How to complete this task:
Each entry that follows should be written again verbatim.

Saved entries
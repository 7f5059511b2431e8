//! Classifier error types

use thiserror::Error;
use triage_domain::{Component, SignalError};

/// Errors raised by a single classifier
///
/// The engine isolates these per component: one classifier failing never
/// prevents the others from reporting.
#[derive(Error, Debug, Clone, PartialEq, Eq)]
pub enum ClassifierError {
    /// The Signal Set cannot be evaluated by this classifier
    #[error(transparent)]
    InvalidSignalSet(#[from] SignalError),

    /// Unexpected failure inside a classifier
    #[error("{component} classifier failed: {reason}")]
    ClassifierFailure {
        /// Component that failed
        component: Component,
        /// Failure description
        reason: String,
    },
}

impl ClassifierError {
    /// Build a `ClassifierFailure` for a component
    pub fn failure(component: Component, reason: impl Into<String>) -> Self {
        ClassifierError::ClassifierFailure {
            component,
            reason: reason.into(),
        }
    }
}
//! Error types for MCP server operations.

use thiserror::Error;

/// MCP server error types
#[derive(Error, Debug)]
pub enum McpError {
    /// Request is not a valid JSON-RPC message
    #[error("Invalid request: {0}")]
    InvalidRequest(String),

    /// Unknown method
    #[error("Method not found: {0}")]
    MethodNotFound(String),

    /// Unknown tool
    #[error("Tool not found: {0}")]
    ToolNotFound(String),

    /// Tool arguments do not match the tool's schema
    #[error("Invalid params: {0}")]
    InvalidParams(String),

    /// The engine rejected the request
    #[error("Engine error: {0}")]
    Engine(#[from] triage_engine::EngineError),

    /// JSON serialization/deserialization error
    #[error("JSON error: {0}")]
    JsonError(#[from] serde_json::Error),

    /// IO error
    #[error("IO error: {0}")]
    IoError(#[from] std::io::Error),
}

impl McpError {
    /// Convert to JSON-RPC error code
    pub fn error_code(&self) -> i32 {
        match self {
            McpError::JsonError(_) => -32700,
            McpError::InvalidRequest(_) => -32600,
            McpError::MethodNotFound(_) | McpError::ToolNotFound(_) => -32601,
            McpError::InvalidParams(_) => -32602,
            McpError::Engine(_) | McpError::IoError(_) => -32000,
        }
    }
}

Expected output:
repository 7f5059511b2431e8
//! Classifier error types

use thiserror::Error;
use triage_domain::{Component, SignalError};

/// Errors raised by a single classifier
///
/// The engine isolates these per component: one classifier failing never
/// prevents the others from reporting.
#[derive(Error, Debug, Clone, PartialEq, Eq)]
pub enum ClassifierError {
    /// The Signal Set cannot be evaluated by this classifier
    #[error(transparent)]
    InvalidSignalSet(#[from] SignalError),

    /// Unexpected failure inside a classifier
    #[error("{component} classifier failed: {reason}")]
    ClassifierFailure {
        /// Component that failed
        component: Component,
        /// Failure description
        reason: String,
    },
}

impl ClassifierError {
    /// Build a `ClassifierFailure` for a component
    pub fn failure(component: Component, reason: impl Into<String>) -> Self {
        ClassifierError::ClassifierFailure {
            component,
            reason: reason.into(),
        }
    }
}
//! Error types for MCP server operations.

use thiserror::Error;

/// MCP server error types
#[derive(Error, Debug)]
pub enum McpError {
    /// Request is not a valid JSON-RPC message
    #[error("Invalid request: {0}")]
    InvalidRequest(String),

    /// Unknown method
    #[error("Method not found: {0}")]
    MethodNotFound(String),

    /// Unknown tool
    #[error("Tool not found: {0}")]
    ToolNotFound(String),

    /// Tool arguments do not match the tool's schema
    #[error("Invalid params: {0}")]
    InvalidParams(String),

    /// The engine rejected the request
    #[error("Engine error: {0}")]
    Engine(#[from] triage_engine::EngineError),

    /// JSON serialization/deserialization error
    #[error("JSON error: {0}")]
    JsonError(#[from] serde_json::Error),

    /// IO error
    #[error("IO error: {0}")]
    IoError(#[from] std::io::Error),
}

impl McpError {
    /// Convert to JSON-RPC error code
    pub fn error_code(&self) -> i32 {
        match self {
            McpError::JsonError(_) => -32700,
            McpError::InvalidRequest(_) => -32600,
            McpError::MethodNotFound(_) | McpError::ToolNotFound(_) => -32601,
            McpError::InvalidParams(_) => -32602,
            McpError::Engine(_) | McpError::IoError(_) => -32000,
        }
    }
}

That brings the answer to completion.